[Collected data entries]
========================
//! Speech language policy: supported languages, voice choice and recognition failures.

use serde::{Deserialize, Serialize};
use thiserror::Error;

/// Capabilities of one speech language.
#[derive(Debug, Clone, Copy, PartialEq, Eq, Serialize)]
pub struct SpeechLanguage {
    pub code: &'static str,
    pub name: &'static str,
    pub recognition: bool,
    pub synthesis: bool,
}

const fn language(
    code: &'static str,
    name: &'static str,
    recognition: bool,
    synthesis: bool,
) -> SpeechLanguage {
    SpeechLanguage {
        code,
        name,
        recognition,
        synthesis,
    }
}

/// Languages the player knows how to speak and listen to.
pub const SUPPORTED_LANGUAGES: &[SpeechLanguage] = &[
    language("en-US", "English (US)", true, true),
    language("en-GB", "English (UK)", true, true),
    language("es-ES", "Spanish (Spain)", true, true),
    language("fr-FR", "French (France)", true, true),
    language("de-DE", "German", true, true),
    language("it-IT", "Italian", true, true),
    language("pt-BR", "Portuguese (Brazil)", true, true),
    language("ru-RU", "Russian", true, true),
    language("zh-CN", "Chinese (China)", true, true),
    language("ja-JP", "Japanese", true, true),
    language("ko-KR", "Korean", true, true),
    language("ar", "Arabic (Saudi Arabia)", false, true),
    language("hi-IN", "Hindi", false, true),
];

/// Look up a language by exact code.
pub fn find_language(code: &str) -> Option<&'static SpeechLanguage> {
    SUPPORTED_LANGUAGES.iter().find(|l| l.code == code)
}

/// Whether speech recognition is available for a language.
pub fn supports_recognition(code: &str) -> bool {
    find_language(code).is_some_and(|l| l.recognition)
}

/// Primary subtag, e.g. `es` for `es-ES`.
pub fn language_prefix(code: &str) -> &str {
    code.split('-').next().unwrap_or(code)
}

/// A synthesis voice offered by the platform.
#[derive(Debug, Clone, PartialEq, Eq, Serialize, Deserialize)]
pub struct Voice {
    pub name: String,
    pub lang: String,
}

impl Voice {
    pub fn new(name: impl Into<String>, lang: impl Into<String>) -> Self {
        Self {
            name: name.into(),
            lang: lang.into(),
        }
    }
}

/// Pick the voice for a language: exact code first, then same primary subtag.
///
/// Microsoft voices are skipped. `None` means playback should be skipped.
pub fn select_voice<'a>(voices: &'a [Voice], code: &str) -> Option<&'a Voice> {
    let prefix = language_prefix(code);
    let usable = |v: &&Voice| !v.name.contains("Microsoft");

    voices
        .iter()
        .filter(usable)
        .find(|v| v.lang == code)
        .or_else(|| voices.iter().filter(usable).find(|v| v.lang.starts_with(prefix)))
}

/// Speaking rate: slower for Japanese, Chinese and Korean.
pub fn speaking_rate(code: &str) -> f32 {
    match code {
        "ja-JP" | "zh-CN" | "ko-KR" => 0.8,
        _ => 1.0,
    }
}

/// Failure reported by a speech recognition engine.
#[derive(Debug, Clone, PartialEq, Eq, Error, Serialize, Deserialize)]
#[serde(rename_all = "snake_case")]
pub enum RecognitionError {
    #[error("No speech was detected")]
    NoSpeech,

    #[error("No microphone was found")]
    AudioCapture,

    #[error("Permission to use microphone was denied")]
    NotAllowed,

    #[error("Listening was aborted")]
    Aborted,

    #[error("Network communication failed")]
    Network,

    #[error("Speech recognition is not available")]
    ServiceNotAllowed,

    #[error("Language {0} is not supported for recognition")]
    LanguageNotSupported(String),

    #[error("Error occurred during speech recognition: {0}")]
    Other(String),
}

impl RecognitionError {
    /// Map an engine error code (`no-speech`, `not-allowed`, ...) to a kind.
    pub fn from_code(code: &str, language: &str) -> Self {
        match code {
            "no-speech" => Self::NoSpeech,
            "audio-capture" => Self::AudioCapture,
            "not-allowed" => Self::NotAllowed,
            "aborted" => Self::Aborted,
            "network" => Self::Network,
            "service-not-allowed" => Self::ServiceNotAllowed,
            "language-not-supported" => Self::LanguageNotSupported(language.to_string()),
            other => Self::Other(other.to_string()),
        }
    }

    /// Engine error code for this kind.
    pub fn code(&self) -> &str {
        match self {
            Self::NoSpeech => "no-speech",
            Self::AudioCapture => "audio-capture",
            Self::NotAllowed => "not-allowed",
            Self::Aborted => "aborted",
            Self::Network => "network",
            Self::ServiceNotAllowed => "service-not-allowed",
            Self::LanguageNotSupported(_) => "language-not-supported",
            Self::Other(code) => code,
        }
    }
}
========================
### DIRECTIONS
All lines of the entries above where "Debug" turns up should be reported.

### WRITTEN SOLUTION
#[derive(Debug, Clone, Copy, PartialEq, Eq, Serialize)]
#[derive(Debug, Clone, PartialEq, Eq, Serialize, Deserialize)]
#[derive(Debug, Clone, PartialEq, Eq, Error, Serialize, Deserialize)]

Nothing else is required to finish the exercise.